Und religiösen Glauben kann man durchaus auch als aufgebenswerte Gewohnheit bezeichnen, die dem Gläubigen zwar (mit dem dafür erforderlichen Level an Ignoranz) Spaß machen kann, ihn aber letztlich gefangen nimmt und zumindest das Potential birgt, Menschen kaputt zu machen.
Klerikale Arroganz, Level 10.000
Das, was uns über die Maßen ausfüllt, unsere Kräfte, unsere Zeit beansprucht, verliert im Glauben an Bedeutung, und der Einsatz für die Sache Jesu wird uns wichtiger und hilft hinzuhören, hinzugehen und zu helfen. Botschafter der Liebe Gottes darf der Christ sein und so ein Leben mit der Perspektive Ewigkeit erlangen. Als Christen lebt man wirklich zweimal.
Hier wird einmal mehr diese arrogante und/oder ignorante Perspektive sichtbar, aus der Menschen wie Herr Buß ihre Mitmenschen wahrnehmen:
Sie wollen oder können nicht wahrhaben, dass es auch Menschen gibt, die keine „Botschafter der Liebe Gottes“ sind und die ihre Kräfte und ihre Zeit trotzdem (bzw. gerade deswegen) dafür aufwenden, sich ethisch richtig zu verhalten und die Welt besser, friedlicher, gerechter und gesünder zu machen.
Diese Menschen brauchen dazu nicht die absurde Einbildung, das Eigentum eines magischen Phantasiewesens zu sein, das sie angeblich irgendwann mal für ihr gottgefälliges Verhalten belohnen wird. Die tun das einfach so, sich selbst, ihren Mitlebewesen und ihrer Umwelt zuliebe.
Botschafter der Liebe Gottes
Abgesehen davon haben laut biblisch-christlicher Mythologie ja auch die Menschen eine „Perspektive Ewigkeit“, die an keine oder an andere Götter glauben.

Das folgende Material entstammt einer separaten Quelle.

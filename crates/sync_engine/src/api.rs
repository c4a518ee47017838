//! Authoritative REST API boundary.
//!
//! The engine never talks to a concrete HTTP client; it consumes this
//! trait. The server behind it is assumed authoritative and
//! single-writer per entity: whatever a call returns replaces the
//! optimistic local version of that entity.

use serde::{Deserialize, Serialize};
use task_model::{Task, TaskDraft, TaskPatch, TaskStats, TaskStatus};
use thiserror::Error;

/// Errors returned by the authoritative API.
#[derive(Error, Debug, Clone, PartialEq, Eq)]
pub enum ApiError {
    /// The request never reached the server.
    #[error("Network unreachable: {0}")]
    Network(String),

    /// The server answered with a non-success status.
    #[error("Server returned status {status}")]
    Status { status: u16 },

    /// The target entity does not exist server-side.
    #[error("Task not found: {0}")]
    NotFound(String),

    /// The response body could not be decoded.
    #[error("Failed to decode response: {0}")]
    Decode(String),
}

impl ApiError {
    /// Whether retrying the same request later can succeed.
    pub fn is_transient(&self) -> bool {
        match self {
            ApiError::Network(_) => true,
            ApiError::Status { status } => *status >= 500,
            ApiError::NotFound(_) | ApiError::Decode(_) => false,
        }
    }
}

/// Pagination parameters for collection fetches.
#[derive(Clone, Copy, Debug, PartialEq, Eq, Serialize, Deserialize)]
pub struct Page {
    /// 1-based page number.
    pub number: u32,
    /// Page size.
    pub size: u32,
}

impl Default for Page {
    fn default() -> Self {
        Self { number: 1, size: 50 }
    }
}

/// One page of the task collection.
#[derive(Clone, Debug, PartialEq, Serialize, Deserialize)]
pub struct TaskPage {
    /// The tasks on this page.
    pub tasks: Vec<Task>,
    /// The page number served.
    pub page: u32,
    /// The page size the server applied.
    pub per_page: u32,
    /// Total number of tasks in the collection.
    pub total: u64,
}

impl TaskPage {
    /// Whether pages beyond this one exist.
    pub fn has_more(&self) -> bool {
        let seen = (self.page as u64).saturating_mul(self.per_page as u64);
        seen < self.total
    }
}

/// The task CRUD surface the engine consumes.
///
/// Futures from this trait are awaited on the host's single-threaded
/// event loop, so no `Send` bound is imposed.
#[allow(async_fn_in_trait)]
pub trait TaskApi {
    /// Create a task; the server assigns the final identifier.
    async fn create_task(&self, draft: &TaskDraft) -> Result<Task, ApiError>;

    /// Apply a partial update and return the authoritative entity.
    async fn update_task(&self, id: &str, patch: &TaskPatch) -> Result<Task, ApiError>;

    /// Delete a task.
    async fn delete_task(&self, id: &str) -> Result<(), ApiError>;

    /// Toggle completion and return the authoritative entity.
    async fn toggle_task(&self, id: &str) -> Result<Task, ApiError>;

    /// Move a task to another lifecycle state.
    async fn move_task(&self, id: &str, to_state: TaskStatus) -> Result<Task, ApiError>;

    /// Fetch a single task.
    async fn fetch_task(&self, id: &str) -> Result<Task, ApiError>;

    /// Fetch one page of the collection.
    async fn fetch_tasks(&self, page: Page) -> Result<TaskPage, ApiError>;

    /// Fetch server-side statistics.
    async fn fetch_stats(&self) -> Result<TaskStats, ApiError>;

    /// Apply one patch to many tasks. Returns the number updated.
    async fn bulk_update(&self, ids: &[String], patch: &TaskPatch) -> Result<usize, ApiError>;

    /// Delete many tasks. Returns the number deleted.
    async fn bulk_delete(&self, ids: &[String]) -> Result<usize, ApiError>;
}

// Forwarding impl so callers can keep a handle on the API after moving
// it into the engine.
impl<A: TaskApi> TaskApi for std::sync::Arc<A> {
    async fn create_task(&self, draft: &TaskDraft) -> Result<Task, ApiError> {
        (**self).create_task(draft).await
    }

    async fn update_task(&self, id: &str, patch: &TaskPatch) -> Result<Task, ApiError> {
        (**self).update_task(id, patch).await
    }

    async fn delete_task(&self, id: &str) -> Result<(), ApiError> {
        (**self).delete_task(id).await
    }

    async fn toggle_task(&self, id: &str) -> Result<Task, ApiError> {
        (**self).toggle_task(id).await
    }

    async fn move_task(&self, id: &str, to_state: TaskStatus) -> Result<Task, ApiError> {
        (**self).move_task(id, to_state).await
    }

    async fn fetch_task(&self, id: &str) -> Result<Task, ApiError> {
        (**self).fetch_task(id).await
    }

    async fn fetch_tasks(&self, page: Page) -> Result<TaskPage, ApiError> {
        (**self).fetch_tasks(page).await
    }

    async fn fetch_stats(&self) -> Result<TaskStats, ApiError> {
        (**self).fetch_stats().await
    }

    async fn bulk_update(&self, ids: &[String], patch: &TaskPatch) -> Result<usize, ApiError> {
        (**self).bulk_update(ids, patch).await
    }

    async fn bulk_delete(&self, ids: &[String]) -> Result<usize, ApiError> {
        (**self).bulk_delete(ids).await
    }
}

#[cfg(test)]
mod tests {
    use super::*;

    #[test]
    fn test_transient_classification() {
        assert!(ApiError::Network("dns".to_string()).is_transient());
        assert!(ApiError::Status { status: 503 }.is_transient());
        assert!(!ApiError::Status { status: 422 }.is_transient());
        assert!(!ApiError::NotFound("1".to_string()).is_transient());
        assert!(!ApiError::Decode("bad json".to_string()).is_transient());
    }

    #[test]
    fn test_page_default() {
        let page = Page::default();
        assert_eq!(page.number, 1);
        assert_eq!(page.size, 50);
    }

    #[test]
    fn test_task_page_has_more() {
        let page = TaskPage {
            tasks: vec![Task::new("1", "a"), Task::new("2", "b")],
            page: 1,
            per_page: 2,
            total: 5,
        };
        assert!(page.has_more());

        let last = TaskPage {
            tasks: vec![Task::new("5", "e")],
            page: 3,
            per_page: 2,
            total: 5,
        };
        assert!(!last.has_more());
    }
}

Nur dass die eben nicht mit ewiger Gottesnähe belohnt werden. Die erwartet stattdessen eine göttlich angeordnete, ewige physische und psychische Dauerfolter durch Höllenqualen bei vollem Bewusstsein und ohne Aussicht auf Begnadigung. Weil sie sich zu Lebzeiten nicht dem „richtigen“ Gott unterworfen hatten.
Das furchtbare Schicksal, dass der liebe Gott für alle ihre Mitmenschen vorsieht, die sich ihm nicht unterwerfen möchten, muss Christen wie Herrn Buß völlig egal sein. Ihre Nächstenliebe beschränkt sich eben wirklich nur auf ihre Nächsten, also auf die Zugehörigen ihrer Glaubensgemeinschaft.
Herr Buẞ,
ich würde ihnen gerne einen nagelneuen, unsichtbaren Aston-Martin verkaufen.
Eine Probefahrt gibts auch, aber erst nach Entrichtung des Gesamtpreises.
Zu so einem einmaligen Angebot können Sie doch nicht Nein sagen, oder?!